Bad Karma, well, she tells me, it’s when you live a rotten life with no consequences. You receive less, struggle more and live in a life out of balance with others.
Good Karma brings you gifts, friends, guides and leads you to love.
Bad Karma is like being in a world of dog eat dog and shitty days.
After hearing more about Karma and how even some people on the planet are now stepping out of the Karmic Wheel, which I will blog about later! So much more to share.
My teacher asks me, “So you going to clean that up?”
Still sitting in front of her in embarrassment, but less shame, I say yes. I have been trained. I know how. I shall repair any damage and remove any curse I cast.
Spirit, life, this human experience, it teaches us so much. It sometimes reminds me of an elaborate game like Jumangi. You need endurance, to play to your strengths and have something to believe in for the end goal.
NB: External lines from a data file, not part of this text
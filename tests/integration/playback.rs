//! Playback integration tests
//!
//! Full-range and looped reads over recorded takes.

use crate::helpers::tolerances::{SAMPLE_TOLERANCE, TICK_EPSILON};
use crate::helpers::*;
use approx::assert_abs_diff_eq;
use miditape::prelude::*;

/// Increasing appends read back in order at their (quantized) times.
#[test]
fn test_full_range_read_is_monotonic() {
    let dir = tempfile::tempdir().unwrap();
    let source = recording_source(&dir.path().join("mono.mid"));
    let mut times = Vec::new();
    {
        let mut lock = source.lock();
        let mut t = 0.0;
        for i in 0..200u32 {
            // irregular gaps, some smaller than a tick
            t += ((i * 7919) % 13) as f64 * 0.013;
            times.push(t);
            let event = MidiEvent::control_change(Beats(t), (i % 16) as u8, 1, (i % 128) as u8);
            source.append_event_beats(&mut lock, &event).unwrap();
        }
    }
    finish(&source, StuckNoteOption::Silence);

    let events = read_beats(&source, 0.0, times[times.len() - 1] + 1.0);
    assert_eq!(events.len(), times.len());
    for (event, expected) in events.iter().zip(&times) {
        assert_abs_diff_eq!(event.time.0, *expected, epsilon = TICK_EPSILON);
    }
    assert!(events.windows(2).all(|w| w[0].time <= w[1].time));

    let samples = read_samples(&source, 0, SAMPLES_PER_BEAT * 64, None);
    assert_eq!(samples.len(), times.len());
    for (event, beats) in samples.iter().zip(&events) {
        let expected = (beats.time.0 * SAMPLES_PER_BEAT as f64).round() as u64;
        assert!(event.time.0.abs_diff(expected) <= SAMPLE_TOLERANCE);
    }
}

/// An event at t0 inside a loop of length L reappears at t0 + n*L.
#[test]
fn test_loop_iterations() {
    let dir = tempfile::tempdir().unwrap();
    let source = recording_source(&dir.path().join("loop.mid"));
    {
        let mut lock = source.lock();
        source
            .append_event_beats(&mut lock, &MidiEvent::program_change(Beats(0.25), 3, 12))
            .unwrap();
        // outside the loop body, never played while looping
        source
            .append_event_beats(&mut lock, &MidiEvent::program_change(Beats(3.0), 3, 13))
            .unwrap();
    }
    finish(&source, StuckNoteOption::Silence);

    let t0 = SAMPLES_PER_BEAT / 4;
    let l = SAMPLES_PER_BEAT * 2;
    let lp = LoopRange::new(Samples(0), Samples(l)).unwrap();
    let iterations = 5;

    let events = read_samples(&source, 0, l * iterations, Some(lp));
    let times: Vec<u64> = events.iter().map(|e| e.time.0).collect();
    let expected: Vec<u64> = (0..iterations).map(|n| t0 + n * l).collect();
    assert_eq!(times, expected);
    assert!(events.iter().all(|e| e.bytes() == [0xC3, 12]));
}

/// Reading a loop in blocks gives the same events as one large read.
#[test]
fn test_block_reads_match_single_read() {
    let dir = tempfile::tempdir().unwrap();
    let source = recording_source(&dir.path().join("blocks.mid"));
    {
        let mut lock = source.lock();
        for k in 0..8 {
            let beat = k as f64 * 0.5;
            source
                .append_event_beats(&mut lock, &MidiEvent::note_on(Beats(beat), 0, 60 + k, 100))
                .unwrap();
            source
                .append_event_beats(&mut lock, &MidiEvent::note_off(Beats(beat + 0.25), 0, 60 + k, 0))
                .unwrap();
        }
    }
    finish(&source, StuckNoteOption::Silence);

    let lp = LoopRange::new(Samples(SAMPLES_PER_BEAT), Samples(SAMPLES_PER_BEAT * 3)).unwrap();
    let total = SAMPLES_PER_BEAT * 9;
    let whole = read_samples(&source, 0, total, Some(lp));

    let block = 512;
    let mut pieces = Vec::new();
    let mut at = 0;
    while at < total {
        let n = block.min(total - at);
        pieces.extend(read_samples(&source, at, n, Some(lp)));
        at += n;
    }
    assert_eq!(whole, pieces);
    assert!(!whole.is_empty());
}

/// A NoteOn sounding at the loop end is closed just before the wrap.
#[test]
fn test_tracker_closes_notes_at_wrap() {
    let dir = tempfile::tempdir().unwrap();
    let source = recording_source(&dir.path().join("wrap.mid"));
    {
        let mut lock = source.lock();
        source
            .append_event_beats(&mut lock, &MidiEvent::note_on(Beats(0.5), 2, 72, 100))
            .unwrap();
    }
    let report = finish(&source, StuckNoteOption::Extend);
    assert_eq!(report.open.len(), 1);

    let lp = LoopRange::new(Samples(0), Samples(SAMPLES_PER_BEAT)).unwrap();
    let mut tracker = MidiStateTracker::<Samples>::new();
    let lock = source.lock();
    let mut out: Vec<MidiEvent<Samples>> = Vec::new();
    source
        .read_unlocked(
            &lock,
            &mut out,
            Samples(0),
            Samples(0),
            Samples(SAMPLES_PER_BEAT * 2),
            Some(lp),
            Some(&mut tracker),
            None,
        )
        .unwrap();
    let offs: Vec<u64> = out
        .iter()
        .filter(|e| e.is_note_off())
        .map(|e| e.time.0)
        .collect();
    assert_eq!(offs, vec![SAMPLES_PER_BEAT - 1, SAMPLES_PER_BEAT * 2 - 1]);
}
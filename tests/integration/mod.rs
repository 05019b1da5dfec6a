//! Integration test modules for miditape
//!
//! - recording: write sessions end to end
//! - playback: reads against recorded and imported files
//! - interop: byte-level compatibility with other SMF tools

pub mod interop;
pub mod playback;
pub mod recording;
As I choose to give out love more often than not, as I choose to forgive myself and others, I align myself to the harmony to be found in these Universal laws that I am working with I walk with more faith that I will stay in “Good Karma”.
I am not sure what I would have done differently. It all happened too fast. Could I have walked away to take a breath? Could I have chosen to behave differently? I don’t know. What I do know is that :
I can ask the Universe for a better experiences by leading my days with intentions.
I can continue to practice slowing down before responding.
I can know that even if shit goes down I can center in my heart, choose tolerance and faith that the Universe is working on my behalf, that just maybe there is a new understanding brought to me by pain and chaos.
May you have graceful good Karma too!